Compute how many lines in the data below hold the word "struct", then report that number with nothing else.

(Stored data entries)
◇ ◇ ◇

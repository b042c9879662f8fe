#![no_main]
use libfuzzer_sys::fuzz_target;
use snapstream::{ChecksumMode, FrameReader, STREAM_IDENTIFIER};
use std::io::Cursor;

fuzz_target!(|data: &[u8]| {
    let mut reader = FrameReader::new(Cursor::new(data));
    let _ = reader.process_all(|_| Ok(()));

    // Skip the identifier check so mutations reach the data frames.
    let mut stream = STREAM_IDENTIFIER.to_vec();
    stream.extend_from_slice(data);
    let mut reader = FrameReader::with_checksum_mode(Cursor::new(stream), ChecksumMode::Skip);
    let _ = reader.process_all(|_| Ok(()));
});
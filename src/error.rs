use std::io;
use thiserror::Error;

/// Custom error types for the snapstream library.
#[derive(Error, Debug)]
pub enum Error {
    /// Underlying I/O errors from std::io operations.
    #[error("I/O error: {0}")]
    Io(#[from] io::Error),

    /// The stream ended part way through a frame.
    #[error("Unexpected end of file while reading stream")]
    UnexpectedEof,

    /// A frame other than the stream identifier arrived before the identifier.
    #[error("Missing stream identifier: first frame has type {chunk_type:#04x}")]
    MissingStreamIdentifier { chunk_type: u8 },

    /// The stream identifier frame has the wrong length or content.
    #[error("Invalid stream identifier")]
    InvalidStreamIdentifier,

    /// A declared or decoded block size exceeds the protocol limit.
    #[error("Block too large: {len} bytes exceeds limit of {max}")]
    BlockTooLarge { len: usize, max: usize },

    /// Invalid frame error for malformed frames.
    #[error("Invalid frame: {message}")]
    InvalidFrame { message: String },

    /// Checksum mismatch error when calculated checksum doesn't match stored checksum.
    #[error("Checksum mismatch: expected {expected:#010x}, got {calculated:#010x}")]
    ChecksumMismatch { expected: u32, calculated: u32 },

    /// A reserved chunk type that readers are not allowed to skip.
    #[error("Unskippable chunk of type {chunk_type:#04x}")]
    UnskippableChunk { chunk_type: u8 },

    /// Errors reported by the Snappy block codec.
    #[error("Compression error: {0}")]
    Compression(#[from] snap::Error),

    /// The reader already failed and will not make further progress.
    #[error("Reader is unusable after a previous error")]
    Poisoned,
}

impl Error {
    /// Create a new `InvalidFrame` error with a descriptive message.
    pub fn invalid_frame(message: impl Into<String>) -> Self {
        Self::InvalidFrame {
            message: message.into(),
        }
    }

    /// Create a new `ChecksumMismatch` error with expected and calculated values.
    pub fn checksum_mismatch(expected: u32, calculated: u32) -> Self {
        Self::ChecksumMismatch {
            expected,
            calculated,
        }
    }

    pub fn block_too_large(len: usize, max: usize) -> Self {
        Self::BlockTooLarge { len, max }
    }
}

impl From<Error> for io::Error {
    fn from(err: Error) -> Self {
        match err {
            Error::Io(e) => e,
            Error::UnexpectedEof => io::Error::new(io::ErrorKind::UnexpectedEof, Error::UnexpectedEof),
            other => io::Error::new(io::ErrorKind::InvalidData, other),
        }
    }
}

/// Maps a short `read_exact` inside a frame to `Error::UnexpectedEof`.
pub(crate) fn mid_frame(e: io::Error) -> Error {
    match e.kind() {
        io::ErrorKind::UnexpectedEof => Error::UnexpectedEof,
        _ => e.into(),
    }
}

/// Result type alias for the library operations.
pub type Result<T> = std::result::Result<T, Error>;
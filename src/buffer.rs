//! Buffer management for the frame reader and writer.

use crate::error::{Error, Result};

/// Decoded bytes waiting to be handed to the caller.
///
/// Unbounded: a caller reading a few bytes at a time lets it accumulate
/// whole blocks.
#[derive(Debug, Default)]
pub(crate) struct PendingBuffer {
    data: Vec<u8>,
    read_pos: usize,
}

impl PendingBuffer {
    pub(crate) fn new() -> Self {
        Self::default()
    }

    /// Number of bytes available to read.
    #[inline]
    pub(crate) fn len(&self) -> usize {
        self.data.len() - self.read_pos
    }

    #[inline]
    pub(crate) fn is_empty(&self) -> bool {
        self.read_pos >= self.data.len()
    }

    #[inline]
    pub(crate) fn readable(&self) -> &[u8] {
        &self.data[self.read_pos..]
    }

    /// Consume `n` bytes from the read position.
    #[inline]
    pub(crate) fn consume(&mut self, n: usize) {
        self.read_pos = (self.read_pos + n).min(self.data.len());
        if self.is_empty() {
            self.clear();
        }
    }

    pub(crate) fn clear(&mut self) {
        self.data.clear();
        self.read_pos = 0;
    }

    /// Appends decoded bytes after any still unread.
    pub(crate) fn extend(&mut self, bytes: &[u8]) {
        if self.read_pos > 0 {
            self.data.drain(..self.read_pos);
            self.read_pos = 0;
        }
        self.data.extend_from_slice(bytes);
    }

    /// Copies as many pending bytes as fit into `buf`.
    pub(crate) fn read(&mut self, buf: &mut [u8]) -> usize {
        let n = buf.len().min(self.len());
        buf[..n].copy_from_slice(&self.data[self.read_pos..self.read_pos + n]);
        self.consume(n);
        n
    }
}

/// A reusable working buffer that only grows, never past `limit`.
#[derive(Debug)]
pub(crate) struct ScratchBuffer {
    data: Vec<u8>,
    limit: usize,
}

impl ScratchBuffer {
    pub(crate) fn with_limit(limit: usize) -> Self {
        Self {
            data: Vec::new(),
            limit,
        }
    }

    /// Returns a `len`-byte window, growing the allocation if needed.
    pub(crate) fn get_mut(&mut self, len: usize) -> Result<&mut [u8]> {
        if len > self.limit {
            return Err(Error::block_too_large(len, self.limit));
        }
        if self.data.len() < len {
            self.data.resize(len, 0);
        }
        Ok(&mut self.data[..len])
    }

    #[inline]
    pub(crate) fn as_slice(&self, len: usize) -> &[u8] {
        &self.data[..len]
    }

    #[cfg(test)]
    pub(crate) fn capacity(&self) -> usize {
        self.data.len()
    }
}

#[cfg(test)]
mod tests {
    use super::*;

    #[test]
    fn test_pending_read_and_consume() {
        let mut buf = PendingBuffer::new();
        buf.extend(b"Hello, World!");
        assert_eq!(buf.len(), 13);

        let mut out = [0u8; 7];
        assert_eq!(buf.read(&mut out), 7);
        assert_eq!(&out, b"Hello, ");
        assert_eq!(buf.readable(), b"World!");

        buf.extend(b"!!");
        assert_eq!(buf.readable(), b"World!!!");

        let mut out = [0u8; 64];
        assert_eq!(buf.read(&mut out), 8);
        assert!(buf.is_empty());
        assert_eq!(buf.read(&mut out), 0);
    }

    #[test]
    fn test_pending_consume_past_end() {
        let mut buf = PendingBuffer::new();
        buf.extend(b"abc");
        buf.consume(10);
        assert!(buf.is_empty());
        assert_eq!(buf.len(), 0);
    }

    #[test]
    fn test_scratch_grows_monotonically() {
        let mut scratch = ScratchBuffer::with_limit(16);
        assert_eq!(scratch.get_mut(8).unwrap().len(), 8);
        assert_eq!(scratch.capacity(), 8);
        assert_eq!(scratch.get_mut(4).unwrap().len(), 4);
        assert_eq!(scratch.capacity(), 8);
        assert_eq!(scratch.get_mut(16).unwrap().len(), 16);
        assert_eq!(scratch.capacity(), 16);
    }

    #[test]
    fn test_scratch_enforces_limit() {
        let mut scratch = ScratchBuffer::with_limit(16);
        assert!(matches!(
            scratch.get_mut(17),
            Err(Error::BlockTooLarge { len: 17, max: 16 })
        ));
        assert_eq!(scratch.capacity(), 0);
    }
}
//! A framing, compressing writer for `snapstream`.

use crate::buffer::ScratchBuffer;
use crate::checksum::masked_crc32c;
use crate::codec::Snappy;
use crate::error::{Error, Result};
use crate::framing::{
    data_frame_header, ChunkType, CHECKSUM_SIZE, MAX_BLOCK_INPUT_SIZE, MAX_COMPRESSED_BLOCK_SIZE,
    MAX_FRAME_DATA_LEN, STREAM_IDENTIFIER,
};
use crate::traits::BlockCodec;
use std::io::{self, Write};
use tracing::{debug, trace};

/// A writer that frames and compresses everything written to it.
///
/// Input of any length is split into blocks of at most
/// [`MAX_BLOCK_INPUT_SIZE`] bytes. Each block becomes one compressed frame
/// carrying the masked CRC32-C of the uncompressed bytes. The stream
/// identifier is written once, in front of the first frame.
///
/// The writer keeps no buffered data between calls, so dropping it never
/// loses bytes; `flush` only flushes the wrapped writer.
///
/// ```rust
/// use snapstream::{FrameReader, FrameWriter};
/// use std::io::{Read, Write};
///
/// let mut writer = FrameWriter::new(Vec::new());
/// writer.write_all(b"hello, framed world")?;
/// let framed = writer.into_inner();
///
/// let mut out = String::new();
/// FrameReader::new(&framed[..]).read_to_string(&mut out)?;
/// assert_eq!(out, "hello, framed world");
/// # Ok::<(), std::io::Error>(())
/// ```
pub struct FrameWriter<W: Write, C: BlockCodec = Snappy> {
    writer: W,
    codec: C,
    compressed: ScratchBuffer,
    wrote_stream_identifier: bool,
    blocks_written: u64,
}

impl<W: Write> FrameWriter<W, Snappy> {
    /// Creates a new `FrameWriter` compressing with Snappy.
    pub fn new(writer: W) -> Self {
        Self::with_codec(writer, Snappy::new())
    }
}

impl<W: Write, C: BlockCodec> FrameWriter<W, C> {
    /// Creates a new `FrameWriter` with an explicit block codec.
    pub fn with_codec(writer: W, codec: C) -> Self {
        Self {
            writer,
            codec,
            compressed: ScratchBuffer::with_limit(MAX_COMPRESSED_BLOCK_SIZE),
            wrote_stream_identifier: false,
            blocks_written: 0,
        }
    }

    /// Frames and writes all of `data`, returning `data.len()`.
    ///
    /// Any failure aborts the whole call; frames for earlier blocks of the
    /// same call may already have reached the underlying writer.
    pub fn frame_and_write(&mut self, data: &[u8]) -> Result<usize> {
        for block in data.chunks(MAX_BLOCK_INPUT_SIZE) {
            self.write_block(block)?;
        }
        Ok(data.len())
    }

    fn write_block(&mut self, block: &[u8]) -> Result<()> {
        if block.len() > MAX_BLOCK_INPUT_SIZE {
            return Err(Error::block_too_large(block.len(), MAX_BLOCK_INPUT_SIZE));
        }

        let bound = self.codec.max_compressed_len(block.len());
        let dst = self.compressed.get_mut(bound)?;
        let compressed_len = self.codec.compress(block, dst)?;
        if compressed_len + CHECKSUM_SIZE > MAX_FRAME_DATA_LEN {
            return Err(Error::block_too_large(
                compressed_len + CHECKSUM_SIZE,
                MAX_FRAME_DATA_LEN,
            ));
        }

        if !self.wrote_stream_identifier {
            self.writer.write_all(&STREAM_IDENTIFIER)?;
            self.wrote_stream_identifier = true;
            debug!("wrote stream identifier");
        }

        let header = data_frame_header(
            ChunkType::Compressed,
            masked_crc32c(block),
            compressed_len,
        )?;
        self.writer.write_all(&header)?;
        self.writer
            .write_all(self.compressed.as_slice(compressed_len))?;
        self.blocks_written += 1;

        trace!(
            input_len = block.len(),
            compressed_len,
            "wrote compressed frame"
        );
        Ok(())
    }

    /// Number of data frames emitted so far.
    pub fn blocks_written(&self) -> u64 {
        self.blocks_written
    }

    /// Gets a reference to the underlying writer.
    pub fn get_ref(&self) -> &W {
        &self.writer
    }

    /// Gets a mutable reference to the underlying writer.
    ///
    /// Writing to it directly corrupts the framed stream.
    pub fn get_mut(&mut self) -> &mut W {
        &mut self.writer
    }

    /// Consumes the writer, returning the underlying writer.
    pub fn into_inner(self) -> W {
        self.writer
    }
}

impl<W: Write, C: BlockCodec> Write for FrameWriter<W, C> {
    fn write(&mut self, buf: &[u8]) -> io::Result<usize> {
        Ok(self.frame_and_write(buf)?)
    }

    fn flush(&mut self) -> io::Result<()> {
        self.writer.flush()
    }
}
//! The Snappy block codec behind the framing layer.

use crate::error::Result;
use crate::traits::BlockCodec;
use snap::raw::{Decoder, Encoder};

/// Raw Snappy blocks via the `snap` crate.
///
/// Holds the encoder and decoder so their internal tables are reused across
/// blocks.
pub struct Snappy {
    encoder: Encoder,
    decoder: Decoder,
}

impl Snappy {
    pub fn new() -> Self {
        Self {
            encoder: Encoder::new(),
            decoder: Decoder::new(),
        }
    }
}

impl Default for Snappy {
    fn default() -> Self {
        Self::new()
    }
}

impl std::fmt::Debug for Snappy {
    fn fmt(&self, f: &mut std::fmt::Formatter<'_>) -> std::fmt::Result {
        f.write_str("Snappy")
    }
}

impl BlockCodec for Snappy {
    #[inline]
    fn max_compressed_len(&self, input_len: usize) -> usize {
        snap::raw::max_compress_len(input_len)
    }

    fn compress(&mut self, input: &[u8], output: &mut [u8]) -> Result<usize> {
        Ok(self.encoder.compress(input, output)?)
    }

    fn decompressed_len(&self, input: &[u8]) -> Result<usize> {
        Ok(snap::raw::decompress_len(input)?)
    }

    fn decompress(&mut self, input: &[u8], output: &mut [u8]) -> Result<usize> {
        Ok(self.decoder.decompress(input, output)?)
    }
}
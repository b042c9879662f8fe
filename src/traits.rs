//! Core traits for the snapstream library.

use crate::error::Result;

/// A raw block compressor/decompressor used to encode the body of data frames.
///
/// The framing layer never inspects compressed bytes itself; it sizes its
/// scratch buffers from `max_compressed_len` and `decompressed_len` and hands
/// whole blocks to the codec. [`Snappy`](crate::codec::Snappy) is the codec the
/// format is defined for, but any codec producing self-describing blocks fits.
pub trait BlockCodec {
    /// Upper bound on the encoded size of an `input_len`-byte block.
    fn max_compressed_len(&self, input_len: usize) -> usize;

    /// Compresses `input` into `output`, returning the number of bytes written.
    ///
    /// `output` is at least `max_compressed_len(input.len())` bytes long.
    fn compress(&mut self, input: &[u8], output: &mut [u8]) -> Result<usize>;

    /// Reads the decoded length of a compressed block without decoding it.
    fn decompressed_len(&self, input: &[u8]) -> Result<usize>;

    /// Decompresses `input` into `output`, returning the number of bytes written.
    ///
    /// `output` is at least `decompressed_len(input)` bytes long.
    fn decompress(&mut self, input: &[u8], output: &mut [u8]) -> Result<usize>;
}

impl<C: BlockCodec + ?Sized> BlockCodec for &mut C {
    fn max_compressed_len(&self, input_len: usize) -> usize {
        (**self).max_compressed_len(input_len)
    }

    fn compress(&mut self, input: &[u8], output: &mut [u8]) -> Result<usize> {
        (**self).compress(input, output)
    }

    fn decompressed_len(&self, input: &[u8]) -> Result<usize> {
        (**self).decompressed_len(input)
    }

    fn decompress(&mut self, input: &[u8], output: &mut [u8]) -> Result<usize> {
        (**self).decompress(input, output)
    }
}

#[cfg(test)]
mod tests {
    use super::*;
    use crate::checksum::ChecksumMode;
    use crate::codec::Snappy;
    use crate::reader::FrameReader;
    use crate::writer::FrameWriter;
    use std::io::{Read, Write};

    #[test]
    fn test_borrowed_codec_serves_both_directions() {
        let mut codec = Snappy::new();

        let mut writer = FrameWriter::with_codec(Vec::new(), &mut codec);
        writer.write_all(b"one codec, many streams").unwrap();
        let framed = writer.into_inner();
        assert_eq!(framed, {
            let mut owned = FrameWriter::new(Vec::new());
            owned.write_all(b"one codec, many streams").unwrap();
            owned.into_inner()
        });

        let mut reader = FrameReader::with_codec(&framed[..], &mut codec, ChecksumMode::Verify);
        let mut out = Vec::new();
        reader.read_to_end(&mut out).unwrap();
        assert_eq!(out, b"one codec, many streams");

        // Still usable once the borrows end.
        assert!(codec.max_compressed_len(1) > 1);
    }
}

◇ ◇ ◇

• [Result]: 4